Fibonacci Number is not Product of Two Smaller Fibonacci Numbers

Theorem

Let $m, n \in \Z$ be integers.

Suppose $\size m, \size n \ge 3$.

Let $F_m$ and $F_n$ be the $m$th and $n$th Fibonacci numbers.
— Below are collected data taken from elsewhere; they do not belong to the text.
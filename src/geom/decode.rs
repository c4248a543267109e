use geo::{Centroid, Geometry};
use thiserror::Error;

use crate::geom::{DecodedParcel, ParcelShape, Ring};
use crate::io::wkt::read_wkt;

/// Why a record's geometry cannot be drawn. All variants are record-local.
#[derive(Debug, Clone, PartialEq, Eq, Error)]
pub enum DecodeError {
    #[error("geometry is empty")]
    EmptyGeometry,

    #[error("geometry could not be parsed: {0}")]
    ParseFailure(String),

    #[error("unsupported geometry type {0}")]
    UnsupportedShape(&'static str),
}

/// Decode geometry text into exterior rings and the centroid of the whole shape.
/// Interior rings (holes) are not drawn.
pub fn decode(text: Option<&str>) -> Result<DecodedParcel, DecodeError> {
    let text = text.map(str::trim)
        .filter(|text| !text.is_empty())
        .ok_or(DecodeError::EmptyGeometry)?;

    let geometry = read_wkt(text)
        .map_err(|e| DecodeError::ParseFailure(format!("{e:#}")))?;

    let (shape, centroid) = match &geometry {
        Geometry::Polygon(polygon) => {
            (ParcelShape::SinglePolygon(Ring::from(polygon.exterior())), polygon.centroid())
        }
        Geometry::MultiPolygon(polygons) => {
            let rings = polygons.iter()
                .map(|polygon| Ring::from(polygon.exterior()))
                .filter(|ring| !ring.is_empty())
                .collect();
            (ParcelShape::PolygonCollection(rings), polygons.centroid())
        }
        other => return Err(DecodeError::UnsupportedShape(type_name(other))),
    };

    if shape.rings().iter().all(Ring::is_empty) { return Err(DecodeError::EmptyGeometry) }
    let centroid = centroid.ok_or(DecodeError::EmptyGeometry)?;

    Ok(DecodedParcel { shape, centroid })
}

fn type_name(geometry: &Geometry<f64>) -> &'static str {
    match geometry {
        Geometry::Point(_) => "Point",
        Geometry::Line(_) => "Line",
        Geometry::LineString(_) => "LineString",
        Geometry::Polygon(_) => "Polygon",
        Geometry::MultiPoint(_) => "MultiPoint",
        Geometry::MultiLineString(_) => "MultiLineString",
        Geometry::MultiPolygon(_) => "MultiPolygon",
        Geometry::GeometryCollection(_) => "GeometryCollection",
        Geometry::Rect(_) => "Rect",
        Geometry::Triangle(_) => "Triangle",
    }
}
Then $F_m \times F_n$ is not a Fibonacci number.

Proof

From Fibonacci Number in terms of Smaller Fibonacci Numbers, we have that:

$F_n = F_{k - 1} F_{n - k + 2} + F_{k - 2} F_{n - k + 1}$

for $2 \le k \le n$.

Aiming for a contradiction, suppose $F_n = F_m F_k$ for some $m, k \ge 3$.

Then:

 $\displaystyle F_m$ $=$ $\displaystyle \dfrac {F_n} {F_k}$ $\displaystyle$ $=$ $\displaystyle \dfrac {F_{k - 1} F_{n - k + 2} + F_{k - 2} F_{n - k + 1} } {F_k}$ $\displaystyle$ $=$ $\displaystyle \paren {\dfrac {F_{k - 1} } {F_{k - 1} + F_{k - 2} } } F_{n - k + 2} + \paren {\dfrac {F_{k - 2} } {F_{k - 1} + F_{k - 2} } } F_{n - k + 1}$

The right hand side is a weighted mean of $2$ consecutive Fibonacci numbers.

Thus:

$F_{n - k + 2} < F_m < F_{n - k + 1}$

which cannot happen.

The result follows by Proof by Contradiction.

$\blacksquare$